Jake didn't respond. Instead, he watched the steam rise slowly from the cup, Half amused by Alex's theatrics. 'Wait, is that really what people think about me?'
'But I rarely ever talk to girls so how can they even make such a rumour without seeing me being afraid of girls. And I was avoiding them because I was broke. I should add fixing my reputation to my to do list.' Jake thought, not realising that Alex's words had gotten to him.
---
Later that afternoon, between lectures, Jake checked his trading account again. The numbers were still there. Still real.
8,558 VM.
He closed the app and slipped his phone back into his pocket, letting out a slow breath. "Sigh... For the first time in a long while, the path ahead doesn't feel uncertain. It feels structured and predictable like I have finally discovered a system that worked." But as Jake stepped out into the crowded campus walkway, something else caught his attention.
Across the courtyard, a group of business students stood near the finance building. They were dressed sharply—pressed shirts, polished shoes, watches that reflected the afternoon sunlight.
Their laughter carried across the open space. The easy confidence of people who had never truly worried about money.
One of them glanced in Jake's direction briefly. Then looked again. Not recognition, just quiet assessment. Jake met her gaze for half a second before walking past without reacting.
Later n the evening...
"Ok, in order to insure that I don't rush my success and end up blowing my account, I need to set some ground rules." Jake said as he pulled out his journal.
And not rushing success was the first rule he wrote at the top of a fresh page in his notebook that evening. He sat at his desk for a while after writing it, pen still in his hand, staring at the words as if testing them for weakness.
Rule 1: Controlled growth beats fast growth.
He underlined the sentence slowly, once, pressing just enough to make the ink darker.
The idea behind it was simple, but Jake knew how easily people ignored it. The trading world was full of stories about overnight millionaires—accounts doubled in a single session, fortunes made from reckless bets. But the same stories almost always had a second half that people liked to forget.

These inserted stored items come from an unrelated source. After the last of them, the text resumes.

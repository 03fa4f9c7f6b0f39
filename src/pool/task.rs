use tokio::sync::oneshot;

use crate::payload::{RequestPayload, ResponsePayload};

/// One unit of dispatched work: a request plus the private channel its
/// reply goes back on.
///
/// `complete` consumes the task, so a reply is written at most once.
#[derive(Debug)]
pub struct Task {
    request: RequestPayload,
    reply: oneshot::Sender<ResponsePayload>,
}

impl Task {
    /// Create a task and the receiver its reply will arrive on.
    pub fn new(request: RequestPayload) -> (Self, oneshot::Receiver<ResponsePayload>) {
        let (reply, rx) = oneshot::channel();
        (Self { request, reply }, rx)
    }

    pub fn request(&self) -> &RequestPayload {
        &self.request
    }

    /// Deliver the reply. Never blocks; returns `false` if the caller
    /// stopped waiting.
    pub fn complete(self, response: ResponsePayload) -> bool {
        self.reply.send(response).is_ok()
    }
}
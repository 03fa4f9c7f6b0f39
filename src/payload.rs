use chrono::{DateTime, Utc};
use serde::{Deserialize, Serialize};

/// Bot gender, encoded on the wire as an integer.
#[derive(Debug, Clone, Copy, PartialEq, Eq, Hash, Default, Serialize, Deserialize)]
#[serde(into = "u8", try_from = "u8")]
pub enum Gender {
    Male,
    #[default]
    Female,
}

impl From<Gender> for u8 {
    fn from(gender: Gender) -> Self {
        match gender {
            Gender::Male => 0,
            Gender::Female => 1,
        }
    }
}

impl TryFrom<u8> for Gender {
    type Error = String;

    fn try_from(value: u8) -> std::result::Result<Self, Self::Error> {
        match value {
            0 => Ok(Gender::Male),
            1 => Ok(Gender::Female),
            other => Err(format!("unknown gender value: {}", other)),
        }
    }
}

impl std::fmt::Display for Gender {
    fn fmt(&self, f: &mut std::fmt::Formatter<'_>) -> std::fmt::Result {
        match self {
            Gender::Male => write!(f, "male"),
            Gender::Female => write!(f, "female"),
        }
    }
}

/// Immutable descriptors of a bot, copied into every request.
#[derive(Debug, Clone, PartialEq, Serialize, Deserialize)]
pub struct BotProfile {
    pub name: String,
    pub gender: Gender,
    #[serde(with = "chrono::serde::ts_seconds")]
    pub birthdate: DateTime<Utc>,
    pub favorite_color: String,
    pub father_name: String,
    pub father_age: u32,
    pub mother_name: String,
    pub mother_age: u32,
}

impl Default for BotProfile {
    fn default() -> Self {
        Self {
            name: "Emma".into(),
            gender: Gender::Female,
            // 1996-01-01T00:00:00Z
            birthdate: DateTime::from_timestamp(820_454_400, 0).unwrap_or_default(),
            favorite_color: "red".into(),
            father_name: "Peter".into(),
            father_age: 50,
            mother_name: "Helena".into(),
            mother_age: 50,
        }
    }
}

/// Mutable conversational state of a bot. Supplied fresh with every request
/// and updated from every reply by the host.
#[derive(Debug, Clone, Copy, PartialEq, Serialize, Deserialize)]
pub struct BotState {
    pub mood: f64,
    pub affection: f64,
    pub pattern: Option<i64>,
}

impl Default for BotState {
    fn default() -> Self {
        Self {
            mood: 1.0,
            affection: 1.0,
            pattern: None,
        }
    }
}

impl BotState {
    /// Take over mood, affection and pattern from a reply.
    pub fn apply(&mut self, response: &ResponsePayload) {
        self.mood = response.mood;
        self.affection = response.affection;
        self.pattern = response.pattern;
    }
}

/// One conversational turn sent to a worker process as a single JSON line.
#[derive(Debug, Clone, PartialEq, Serialize, Deserialize)]
pub struct RequestPayload {
    pub text: String,
    #[serde(default, skip_serializing_if = "Option::is_none")]
    pub previous_pattern: Option<i64>,
    pub mood: f64,
    pub affection: f64,
    pub bot_gender: Gender,
    pub bot_name: String,
    #[serde(with = "chrono::serde::ts_seconds")]
    pub bot_birthdate: DateTime<Utc>,
    pub bot_favorite_color: String,
    pub father_name: String,
    pub father_age: u32,
    pub mother_name: String,
    pub mother_age: u32,
}

impl RequestPayload {
    pub fn new(text: impl Into<String>, profile: &BotProfile, state: &BotState) -> Self {
        Self {
            text: text.into(),
            previous_pattern: state.pattern,
            mood: state.mood,
            affection: state.affection,
            bot_gender: profile.gender,
            bot_name: profile.name.clone(),
            bot_birthdate: profile.birthdate,
            bot_favorite_color: profile.favorite_color.clone(),
            father_name: profile.father_name.clone(),
            father_age: profile.father_age,
            mother_name: profile.mother_name.clone(),
            mother_age: profile.mother_age,
        }
    }

    /// The fallback answer for this request: the given neutral text with
    /// mood and affection echoed back unchanged.
    pub fn fallback_response(&self, text: &str) -> ResponsePayload {
        ResponsePayload::fallback(text, self.mood, self.affection)
    }
}

/// A generated reply read back from a worker process.
#[derive(Debug, Clone, PartialEq, Serialize, Deserialize)]
pub struct ResponsePayload {
    pub text: String,
    #[serde(default, skip_serializing_if = "Option::is_none")]
    pub pattern: Option<i64>,
    pub mood: f64,
    pub affection: f64,
}

impl ResponsePayload {
    pub fn fallback(text: impl Into<String>, mood: f64, affection: f64) -> Self {
        Self {
            text: text.into(),
            pattern: None,
            mood,
            affection,
        }
    }
}

#[cfg(test)]
mod tests {
    use super::*;

    #[test]
    fn gender_encodes_as_integer() {
        assert_eq!(serde_json::to_string(&Gender::Male).unwrap(), "0");
        assert_eq!(serde_json::to_string(&Gender::Female).unwrap(), "1");
        assert!(serde_json::from_str::<Gender>("2").is_err());
    }

    #[test]
    fn request_uses_wire_field_names() {
        let state = BotState {
            mood: 0.25,
            affection: 0.5,
            pattern: Some(7),
        };
        let request = RequestPayload::new("hallo", &BotProfile::default(), &state);
        let value = serde_json::to_value(&request).unwrap();

        assert_eq!(value["text"], "hallo");
        assert_eq!(value["previous_pattern"], 7);
        assert_eq!(value["bot_gender"], 1);
        assert_eq!(value["bot_name"], "Emma");
        assert_eq!(value["bot_birthdate"], 820_454_400);
        assert_eq!(value["bot_favorite_color"], "red");
        assert_eq!(value["father_age"], 50);
        assert_eq!(value["mother_name"], "Helena");
    }

    #[test]
    fn absent_pattern_is_omitted() {
        let request = RequestPayload::new("hi", &BotProfile::default(), &BotState::default());
        let json = serde_json::to_string(&request).unwrap();
        assert!(!json.contains("previous_pattern"));

        let response = ResponsePayload::fallback("Ok", 0.1, 0.2);
        let json = serde_json::to_string(&response).unwrap();
        assert!(!json.contains("pattern"));
    }

    #[test]
    fn response_parses_without_pattern() {
        let response: ResponsePayload =
            serde_json::from_str(r#"{"text":"na?","mood":0.3,"affection":0.9}"#).unwrap();
        assert_eq!(response.text, "na?");
        assert_eq!(response.pattern, None);
        assert!((response.mood - 0.3).abs() < f64::EPSILON);
    }

    #[test]
    fn state_applies_reply() {
        let mut state = BotState::default();
        state.apply(&ResponsePayload {
            text: "schön".into(),
            pattern: Some(3),
            mood: 0.6,
            affection: 0.4,
        });
        assert_eq!(state.pattern, Some(3));
        assert!((state.mood - 0.6).abs() < f64::EPSILON);
        assert!((state.affection - 0.4).abs() < f64::EPSILON);
    }

    #[test]
    fn fallback_echoes_request_state() {
        let state = BotState {
            mood: 0.4,
            affection: 0.7,
            pattern: Some(1),
        };
        let request = RequestPayload::new("x", &BotProfile::default(), &state);
        let fallback = request.fallback_response("Ok");
        assert_eq!(fallback, ResponsePayload::fallback("Ok", 0.4, 0.7));
    }
}
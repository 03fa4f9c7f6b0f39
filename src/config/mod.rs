pub mod pool;

pub use pool::*;

use std::path::PathBuf;

/// Default config file looked up in the working directory when no path is given.
pub const DEFAULT_CONFIG_FILE: &str = "companion-pool.yml";

/// Resolve the config path: the explicit one if given, otherwise
/// `companion-pool.yml` in the current directory.
pub fn resolve_path(explicit: Option<PathBuf>) -> PathBuf {
    explicit.unwrap_or_else(|| {
        let cwd = std::env::current_dir().unwrap_or_else(|_| PathBuf::from("."));
        cwd.join(DEFAULT_CONFIG_FILE)
    })
}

The account eventually blew up. The trader disappeared. The luck ran out. Jake had read enough of those stories to know how they ended. Anyone could get lucky once. Sometimes even twice. But luck without discipline was a timer counting down to disaster.
He closed the notebook and leaned back in his chair, letting out a quiet breath. On the desk beside him, his phone lit up when he opened his trading app again.
8,558 VM.
The number was still small by professional standards. Fragile, even. One reckless day could easily wipe it out. But to Jake, it meant something different. It meant proof. Proof that what he was doing worked.
He locked the phone and set it back on the desk, resting his head against the back of his chair as he looked up at the ceiling.
His left eye felt completely normal again. The strange sharpness that had guided his trades earlier in the day had disappeared hours ago, leaving behind nothing unusual. Without that heightened clarity, the market returned to its usual form—unpredictable, chaotic, built on probability and noise.
Jake didn't mind.
He didn't need the ability all the time. One hour was enough. One clean hour every trading day. That alone could change everything.
The thought didn't make him excited in the explosive way it might have a week ago. Instead, it settled quietly in his chest, like a steady engine beginning to hum.